No anti corruption layer? Vendor-specific request and response mappings?

Did they really all implement the same schemas? Even so it’s a matter of time before one breaks something

This is truly minimum vibeable product xD

Reply to this note

Please Login to reply.

Discussion

And most importantly, I don’t want to sign up to Gemini, Grok, OpenAI, Anthropic, and a whole bunch of other smaller model providers.

https://search.brave.com/search?q=VPS+services+with+GPU&source=desktop&conversation=caf1368fb68611bfb030a1&summary=1

there is a growing number of VPS services appearing that offer servers with GPUs. a 24gb 4090 GPU can do several requests per minute easily.

not saying it's not a lot more expensive than CPU only VPS services but you can opt out of the big providers and still provide service. i have been using a Qwen model lately for some of my work and when jetbrains finally caves in and allows Junie to use on-site GPU powered LLMs i won't be using cloud LLMs at all anymore.

it's also quite overstated how much utility you get from LLMs for coding. they are good at some things, and other things need to have their work checked carefully, and other things they are useless at.

He could add support for a local LLM maybe using ollama

or LM studio

i may have read the docs wrong but it doesn't seem to me like ollama is usable without reasonable bash shell/unix skills. LLM studio is simple, GUI, exposes a server endpoint, and once you find good models, just works.

For certain tasks the local/cloud LLM gap is still large.

Considering the costs of maintaining my own server if I only use it 1% of the time, plus the value of my time, I do not care enough to run many things locally.

i run my AI assistant on jetbrains using LM studio and a Qwen 14B model, it outputs as well as any of the cloud models do, and equally as fast.

for anyone who is a programmer and a gamer, since the GPU is idle when you are working there's a lot of sense in deploying an LLM on it. 16gb cards are sufficient to do 14B models and that's enough for most uses.

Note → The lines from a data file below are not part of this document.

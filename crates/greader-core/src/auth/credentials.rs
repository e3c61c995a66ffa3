use keyring::Entry;

/// Keychain service name the reader password is stored under
const SERVICE_NAME: &str = "greader-bridge";

/// OS keychain access for the upstream password, used when the
/// environment does not carry one.
pub struct CredentialStore;

impl CredentialStore {
    /// Store the password for a login identifier in the OS keychain
    pub fn store(username: &str, password: &str) -> keyring::Result<()> {
        Entry::new(SERVICE_NAME, username)?.set_password(password)
    }

    /// Retrieve the password for a login identifier from the OS keychain
    pub fn get_password(username: &str) -> keyring::Result<String> {
        Entry::new(SERVICE_NAME, username)?.get_password()
    }
}
use std::borrow::Cow;

use quick_xml::escape::resolve_html5_entity;

/// Longest HTML5 entity reference, `&CounterClockwiseContourIntegral;`
const MAX_ENTITY_LEN: usize = 33;

/// Decode the HTML entities FreshRSS leaves in titles and labels.
///
/// Handles every HTML5 named entity plus decimal and hex numeric
/// references. Unknown entities and bare ampersands are kept verbatim.
pub fn unescape_html(s: &str) -> String {
    if !s.contains('&') {
        return s.to_string();
    }

    let mut out = String::with_capacity(s.len());
    let mut rest = s;
    while let Some(start) = rest.find('&') {
        out.push_str(&rest[..start]);
        let tail = &rest[start..];
        let decoded = tail
            .char_indices()
            .take(MAX_ENTITY_LEN + 1)
            .find(|&(_, c)| c == ';')
            .and_then(|(end, _)| decode_entity(&tail[1..end]).map(|text| (text, end)));

        match decoded {
            Some((text, end)) => {
                out.push_str(&text);
                rest = &tail[end + 1..];
            }
            None => {
                out.push('&');
                rest = &tail[1..];
            }
        }
    }
    out.push_str(rest);
    out
}

fn decode_entity(name: &str) -> Option<Cow<'static, str>> {
    match name.strip_prefix('#') {
        Some(digits) => {
            let code = match digits.strip_prefix(['x', 'X']) {
                Some(hex) => u32::from_str_radix(hex, 16).ok()?,
                None => digits.parse::<u32>().ok()?,
            };
            char::from_u32(code).map(|c| Cow::Owned(c.to_string()))
        }
        None => resolve_html5_entity(name).map(Cow::Borrowed),
    }
}

/// Reduce an HTML fragment to plain text: drop tags, decode entities,
/// collapse whitespace.
pub fn strip_html(s: &str) -> String {
    let mut text = String::with_capacity(s.len());
    let mut in_tag = false;
    for c in s.chars() {
        match c {
            '<' => {
                in_tag = true;
                text.push(' ');
            }
            '>' if in_tag => in_tag = false,
            _ if !in_tag => text.push(c),
            _ => {}
        }
    }
    unescape_html(&text)
        .split_whitespace()
        .collect::<Vec<_>>()
        .join(" ")
}

/// Truncate a string to a maximum length, adding ellipsis if needed
pub fn truncate_string(s: &str, max_len: usize) -> String {
    if s.chars().count() <= max_len {
        s.to_string()
    } else if max_len <= 3 {
        s.chars().take(max_len).collect()
    } else {
        let truncated: String = s.chars().take(max_len - 3).collect();
        format!("{}...", truncated)
    }
}
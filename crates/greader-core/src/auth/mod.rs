//! Authentication module for the upstream reader session.
//!
//! This module provides:
//! - `SessionManager`: owns the single cached token, logs in on demand and
//!   re-logs in when the translator reports expiry
//! - `CredentialStore`: OS keychain fallback for the password
//!
//! Tokens live only in process memory and are never written to disk.

pub mod credentials;
pub mod session;

pub use credentials::CredentialStore;
pub use session::{SessionManager, SessionToken};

I meant for production use cases, not local dev/assistant

yeah, i just looked at the cost of VPS+GPU and it's pretty nuts. i know how much performance you are gonna get out of one 16gb GPU and it's probably enough to answer like 5-6 queries per minute. that's useful if you can find a way to make more than $1000 a month out of its service at a price of $350/month. otherwise, no.

i'd say if you have already got a network services business and write an agent to process data on your system in a way that adds value, and it lets you bump your magin higher than it might be useful. but honestly, at this point, economies of scale are not in favor of using them, compared to highly optimized expensive data centers full of them.

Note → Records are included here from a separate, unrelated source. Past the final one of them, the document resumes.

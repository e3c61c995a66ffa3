//! Adapter configuration.
//!
//! Credentials and the upstream base URL are read once at startup from the
//! process environment. Anything missing or malformed is a [`ConfigError`],
//! which callers treat as fatal.
//!
//! | variable | required |
//! |---|---|
//! | `GOOGLE_READER_EMAIL` | yes |
//! | `GOOGLE_READER_PASSWD` | no, falls back to the OS keychain |
//! | `GOOGLE_READER_BASE_URL` | yes |
//! | `GOOGLE_READER_TIMEOUT_SECS` | no, default 30 |
//! | `GOOGLE_READER_CLIENT` | no, default `greader-bridge` |

use std::fmt;
use std::time::Duration;

use reqwest::Url;
use thiserror::Error;
use tracing::debug;

use crate::auth::CredentialStore;

pub const ENV_EMAIL: &str = "GOOGLE_READER_EMAIL";
pub const ENV_PASSWORD: &str = "GOOGLE_READER_PASSWD";
pub const ENV_BASE_URL: &str = "GOOGLE_READER_BASE_URL";
pub const ENV_TIMEOUT: &str = "GOOGLE_READER_TIMEOUT_SECS";
pub const ENV_CLIENT: &str = "GOOGLE_READER_CLIENT";

/// HTTP request timeout in seconds
pub const DEFAULT_TIMEOUT_SECS: u64 = 30;

/// Value sent as the `client` parameter on every request
pub const DEFAULT_CLIENT_NAME: &str = "greader-bridge";

#[derive(Error, Debug)]
pub enum ConfigError {
    #[error("Missing required setting {0}")]
    Missing(&'static str),

    #[error("Invalid base URL {url:?}: {reason}")]
    InvalidBaseUrl { url: String, reason: String },

    #[error("Invalid value for {name}: {value:?}")]
    InvalidValue { name: &'static str, value: String },
}

/// Login identity for the upstream reader. Immutable once built.
#[derive(Clone)]
pub struct Credentials {
    email: String,
    password: String,
}

impl Credentials {
    pub fn new(email: impl Into<String>, password: impl Into<String>) -> Self {
        Self {
            email: email.into(),
            password: password.into(),
        }
    }

    pub fn email(&self) -> &str {
        &self.email
    }

    pub fn password(&self) -> &str {
        &self.password
    }
}

impl fmt::Debug for Credentials {
    fn fmt(&self, f: &mut fmt::Formatter<'_>) -> fmt::Result {
        f.debug_struct("Credentials")
            .field("email", &self.email)
            .field("password", &"<redacted>")
            .finish()
    }
}

#[derive(Debug, Clone)]
pub struct Config {
    pub credentials: Credentials,
    /// Base URL without a trailing slash, e.g. `https://rss.example.net/api/greader.php`
    pub base_url: String,
    pub timeout: Duration,
    pub client_name: String,
}

impl Config {
    /// Build a config with default timeout and client name.
    pub fn new(credentials: Credentials, base_url: &str) -> Result<Self, ConfigError> {
        Ok(Self {
            credentials,
            base_url: normalize_base_url(base_url)?,
            timeout: Duration::from_secs(DEFAULT_TIMEOUT_SECS),
            client_name: DEFAULT_CLIENT_NAME.to_string(),
        })
    }

    pub fn with_timeout(mut self, timeout: Duration) -> Self {
        self.timeout = timeout;
        self
    }

    /// Load from the process environment, falling back to the OS keychain
    /// for the password.
    pub fn from_env() -> Result<Self, ConfigError> {
        Self::from_lookup(
            |name| std::env::var(name).ok(),
            |email| match CredentialStore::get_password(email) {
                Ok(password) => Some(password),
                Err(e) => {
                    debug!(error = %e, "No password in keychain");
                    None
                }
            },
        )
    }

    /// Load from an arbitrary variable source. `password_fallback` is
    /// consulted with the login identifier when no password variable is set.
    pub fn from_lookup<F, P>(lookup: F, password_fallback: P) -> Result<Self, ConfigError>
    where
        F: Fn(&str) -> Option<String>,
        P: FnOnce(&str) -> Option<String>,
    {
        let get = |name: &'static str| {
            lookup(name)
                .map(|v| v.trim().to_string())
                .filter(|v| !v.is_empty())
        };

        let email = get(ENV_EMAIL).ok_or(ConfigError::Missing(ENV_EMAIL))?;
        let base_url = get(ENV_BASE_URL).ok_or(ConfigError::Missing(ENV_BASE_URL))?;
        // Passwords are taken as-is; surrounding spaces may be meaningful
        let password = lookup(ENV_PASSWORD)
            .filter(|v| !v.is_empty())
            .or_else(|| password_fallback(&email))
            .ok_or(ConfigError::Missing(ENV_PASSWORD))?;

        let mut config = Self::new(Credentials::new(email, password), &base_url)?;

        if let Some(raw) = get(ENV_TIMEOUT) {
            let secs = raw
                .parse::<u64>()
                .ok()
                .filter(|&s| s > 0)
                .ok_or(ConfigError::InvalidValue {
                    name: ENV_TIMEOUT,
                    value: raw,
                })?;
            config.timeout = Duration::from_secs(secs);
        }
        if let Some(client_name) = get(ENV_CLIENT) {
            config.client_name = client_name;
        }

        Ok(config)
    }
}

fn normalize_base_url(raw: &str) -> Result<String, ConfigError> {
    let invalid = |reason: String| ConfigError::InvalidBaseUrl {
        url: raw.to_string(),
        reason,
    };

    let url = Url::parse(raw.trim()).map_err(|e| invalid(e.to_string()))?;
    if !matches!(url.scheme(), "http" | "https") {
        return Err(invalid(format!("unsupported scheme {}", url.scheme())));
    }
    if url.query().is_some() || url.fragment().is_some() {
        return Err(invalid("must not carry a query or fragment".to_string()));
    }
    Ok(url.as_str().trim_end_matches('/').to_string())
}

i expect this to change though, since the incentive to manufacture fast GPU memory and processors is definitely there, really, the bottleneck in the technology is not so much about the ability to perform hash functions but the speed of the memory, and this can be increased just by parallelism, think 512bit wide buses. or SANs on the devices so they can divide up the work efficiently.

but i think that we are still really in beta stages with this tech, parallelisation is still probably some ways in the future.

however, it's already good enough i don't see any sane reason why a programmer would not have an LLM and coding agent on their workstation. it's far cheaper than any VPS service and i honestly doubt that the costs of cloud services are fully reflective of the production cost yet, there is so much VC money flooding into it they are subsidising it in order to create loss leaders.

also, i'm just gonna say that a group of people with 100mbit+ internet connections distributed across the land can run a well designed distributed compute system and that the benefits of the decentralization of nostr's architecture, combined with some cheap high bandwidth VPSs acting as rendezvous points could turn out to be a lot more cost effective than depending on cloud GPU LLM services.

i've got half a mind to even start running a relay on my own hardware and getting a couple of cheap VPS services for doing rendezvous and small relays precisely to do something like this. my network is pretty reliable, uptime probably over 95% so with two or three sites like this you have got something that can actually do quite a lot of work.

it's probably a little bit more expensive in total than depending on third parties but you can guarantee stronger privacy with such a setup. especially if you have small VPS caches that hold you over while your network has a burp.